### Exercise brief
The answer should consist of every line in the material below that has the word "Result".

### Provided material
*-*-*

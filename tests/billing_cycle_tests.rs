use async_trait::async_trait;
use billrun::application::engine::BillingEngine;
use billrun::domain::billing::AttemptStatus;
use billrun::domain::invoice::{Currency, Invoice, InvoiceStatus, Money};
use billrun::domain::ports::{BillingStore, ChargeError, PaymentGateway};
use billrun::infrastructure::in_memory::InMemoryStore;
use chrono::Datelike;
use rust_decimal_macros::dec;
use std::collections::VecDeque;
use std::sync::atomic::{AtomicUsize, Ordering};
use std::sync::{Arc, Mutex};

/// Replays a fixed sequence of gateway responses and counts calls.
struct QueueGateway {
    script: Mutex<VecDeque<Result<bool, ChargeError>>>,
    calls: AtomicUsize,
}

impl QueueGateway {
    fn new(script: Vec<Result<bool, ChargeError>>) -> Arc<Self> {
        Arc::new(Self {
            script: Mutex::new(script.into()),
            calls: AtomicUsize::new(0),
        })
    }

    fn calls(&self) -> usize {
        self.calls.load(Ordering::SeqCst)
    }
}

struct SharedGateway(Arc<QueueGateway>);

#[async_trait]
impl PaymentGateway for SharedGateway {
    async fn charge(&self, _invoice: &Invoice) -> Result<bool, ChargeError> {
        self.0.calls.fetch_add(1, Ordering::SeqCst);
        self.0
            .script
            .lock()
            .unwrap()
            .pop_front()
            .unwrap_or(Ok(true))
    }
}

async fn store_with_invoices(count: usize) -> (InMemoryStore, Vec<Invoice>) {
    let store = InMemoryStore::new();
    let mut invoices = Vec::with_capacity(count);
    for _ in 0..count {
        let customer = store.create_customer(Currency::Eur).await.unwrap();
        let invoice = store
            .create_invoice(customer.id, Money::new(dec!(100.00), Currency::Eur))
            .await
            .unwrap();
        invoices.push(invoice);
    }
    (store, invoices)
}

fn engine_with(store: &InMemoryStore, gateway: &Arc<QueueGateway>) -> BillingEngine {
    BillingEngine::new(
        Box::new(store.clone()),
        Box::new(SharedGateway(gateway.clone())),
    )
}

#[tokio::test]
async fn test_captured_charge_yields_paid_invoice() {
    let (store, invoices) = store_with_invoices(1).await;
    let gateway = QueueGateway::new(vec![Ok(true)]);

    let report = engine_with(&store, &gateway)
        .run_billing_cycle()
        .await
        .unwrap();

    assert!(report.is_clean());
    assert_eq!(report.finalized.len(), 1);
    assert_eq!(report.finalized[0].status, AttemptStatus::Successful);
    assert_eq!(report.finalized[0].status_message, None);

    let invoice = store.fetch_invoice(invoices[0].id).await.unwrap().unwrap();
    assert_eq!(invoice.status, InvoiceStatus::Paid);
}

#[tokio::test]
async fn test_declined_charge_records_message_and_keeps_invoice_pending() {
    let (store, invoices) = store_with_invoices(1).await;
    let gateway = QueueGateway::new(vec![Ok(false)]);

    let report = engine_with(&store, &gateway)
        .run_billing_cycle()
        .await
        .unwrap();

    assert_eq!(report.finalized[0].status, AttemptStatus::Failure);
    assert_eq!(
        report.finalized[0].status_message.as_deref(),
        Some("account balance did not allow the charge")
    );

    let invoice = store.fetch_invoice(invoices[0].id).await.unwrap().unwrap();
    assert_eq!(invoice.status, InvoiceStatus::Pending);
}

#[tokio::test]
async fn test_network_error_then_success_retries_once() {
    let (store, invoices) = store_with_invoices(1).await;
    let gateway = QueueGateway::new(vec![Err(ChargeError::Network), Ok(true)]);

    let report = engine_with(&store, &gateway)
        .run_billing_cycle()
        .await
        .unwrap();

    assert_eq!(gateway.calls(), 2);
    assert_eq!(report.finalized[0].status, AttemptStatus::Successful);
    assert_eq!(report.finalized[0].status_message, None);

    let invoice = store.fetch_invoice(invoices[0].id).await.unwrap().unwrap();
    assert_eq!(invoice.status, InvoiceStatus::Paid);
}

#[tokio::test]
async fn test_network_error_twice_exhausts_the_retry_budget() {
    let (store, invoices) = store_with_invoices(1).await;
    let gateway = QueueGateway::new(vec![Err(ChargeError::Network), Err(ChargeError::Network)]);

    let report = engine_with(&store, &gateway)
        .run_billing_cycle()
        .await
        .unwrap();

    assert_eq!(gateway.calls(), 2);
    assert_eq!(report.finalized[0].status, AttemptStatus::Failure);
    assert_eq!(
        report.finalized[0].status_message.as_deref(),
        Some("A network error happened please try again.")
    );

    let invoice = store.fetch_invoice(invoices[0].id).await.unwrap().unwrap();
    assert_eq!(invoice.status, InvoiceStatus::Pending);
}

#[tokio::test]
async fn test_customer_not_found_records_the_customer_id() {
    let (store, invoices) = store_with_invoices(1).await;
    let gateway = QueueGateway::new(vec![Err(ChargeError::CustomerNotFound(7))]);

    let report = engine_with(&store, &gateway)
        .run_billing_cycle()
        .await
        .unwrap();

    assert_eq!(gateway.calls(), 1);
    assert_eq!(
        report.finalized[0].status_message.as_deref(),
        Some("Customer '7' was not found")
    );

    let invoice = store.fetch_invoice(invoices[0].id).await.unwrap().unwrap();
    assert_eq!(invoice.status, InvoiceStatus::Pending);
}

#[tokio::test]
async fn test_currency_mismatch_records_both_ids() {
    let (store, _invoices) = store_with_invoices(1).await;
    let gateway = QueueGateway::new(vec![Err(ChargeError::CurrencyMismatch {
        invoice_id: 3,
        customer_id: 3,
    })]);

    let report = engine_with(&store, &gateway)
        .run_billing_cycle()
        .await
        .unwrap();

    assert_eq!(gateway.calls(), 1);
    assert_eq!(
        report.finalized[0].status_message.as_deref(),
        Some("Currency of invoice '3' does not match currency of customer '3'")
    );
}

#[tokio::test]
async fn test_unclassified_error_keeps_its_own_message() {
    let (store, _invoices) = store_with_invoices(1).await;
    let gateway = QueueGateway::new(vec![Err(ChargeError::Other(
        "gateway returned a malformed response".into(),
    ))]);

    let report = engine_with(&store, &gateway)
        .run_billing_cycle()
        .await
        .unwrap();

    assert_eq!(gateway.calls(), 1);
    assert_eq!(
        report.finalized[0].status_message.as_deref(),
        Some("gateway returned a malformed response")
    );
}

#[tokio::test]
async fn test_exactly_one_attempt_per_invoice() {
    let (store, invoices) = store_with_invoices(25).await;
    let gateway = QueueGateway::new(vec![]);

    let report = engine_with(&store, &gateway)
        .run_billing_cycle()
        .await
        .unwrap();

    assert_eq!(report.finalized.len(), 25);
    let mut seen: Vec<u32> = report
        .finalized
        .iter()
        .map(|attempt| attempt.invoice_id)
        .collect();
    seen.sort_unstable();
    seen.dedup();
    assert_eq!(seen.len(), invoices.len());
}

#[tokio::test]
async fn test_rerun_does_not_touch_finalized_invoices() {
    let (store, invoices) = store_with_invoices(1).await;
    let gateway = QueueGateway::new(vec![Ok(true)]);

    let first = engine_with(&store, &gateway)
        .run_billing_cycle()
        .await
        .unwrap();
    assert_eq!(first.finalized.len(), 1);
    let attempt_id = first.finalized[0].id;

    // The invoice is now paid, so a second pass has nothing eligible.
    let second = engine_with(&store, &gateway)
        .run_billing_cycle()
        .await
        .unwrap();
    assert!(second.finalized.is_empty());
    assert_eq!(gateway.calls(), 1);

    let attempt = store.fetch_attempt(attempt_id).await.unwrap().unwrap();
    assert_eq!(attempt.status, AttemptStatus::Successful);
    let invoice = store.fetch_invoice(invoices[0].id).await.unwrap().unwrap();
    assert_eq!(invoice.status, InvoiceStatus::Paid);
}

#[tokio::test]
async fn test_failed_invoice_is_recharged_on_the_next_run_without_a_second_attempt() {
    let (store, invoices) = store_with_invoices(1).await;
    let gateway = QueueGateway::new(vec![Ok(false), Ok(true)]);

    let first = engine_with(&store, &gateway)
        .run_billing_cycle()
        .await
        .unwrap();
    assert_eq!(first.finalized[0].status, AttemptStatus::Failure);
    let attempt_id = first.finalized[0].id;

    // Still pending, so the next run picks the invoice up again and
    // re-finalizes the same attempt row.
    let second = engine_with(&store, &gateway)
        .run_billing_cycle()
        .await
        .unwrap();
    assert_eq!(second.finalized.len(), 1);
    assert_eq!(second.finalized[0].id, attempt_id);
    assert_eq!(second.finalized[0].status, AttemptStatus::Successful);

    let invoice = store.fetch_invoice(invoices[0].id).await.unwrap().unwrap();
    assert_eq!(invoice.status, InvoiceStatus::Paid);
}

#[tokio::test]
async fn test_attempts_for_month_reports_this_months_attempts() {
    let (store, _invoices) = store_with_invoices(3).await;
    let gateway = QueueGateway::new(vec![]);
    let engine = engine_with(&store, &gateway);

    engine.run_billing_cycle().await.unwrap();

    let today = chrono::Utc::now().date_naive();
    let attempts = engine
        .attempts_for_month(today.year(), today.month())
        .await
        .unwrap();
    assert_eq!(attempts.len(), 3);
}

*-*-*

### Completed exercise
    script: Mutex<VecDeque<Result<bool, ChargeError>>>,
    fn new(script: Vec<Result<bool, ChargeError>>) -> Arc<Self> {
    async fn charge(&self, _invoice: &Invoice) -> Result<bool, ChargeError> {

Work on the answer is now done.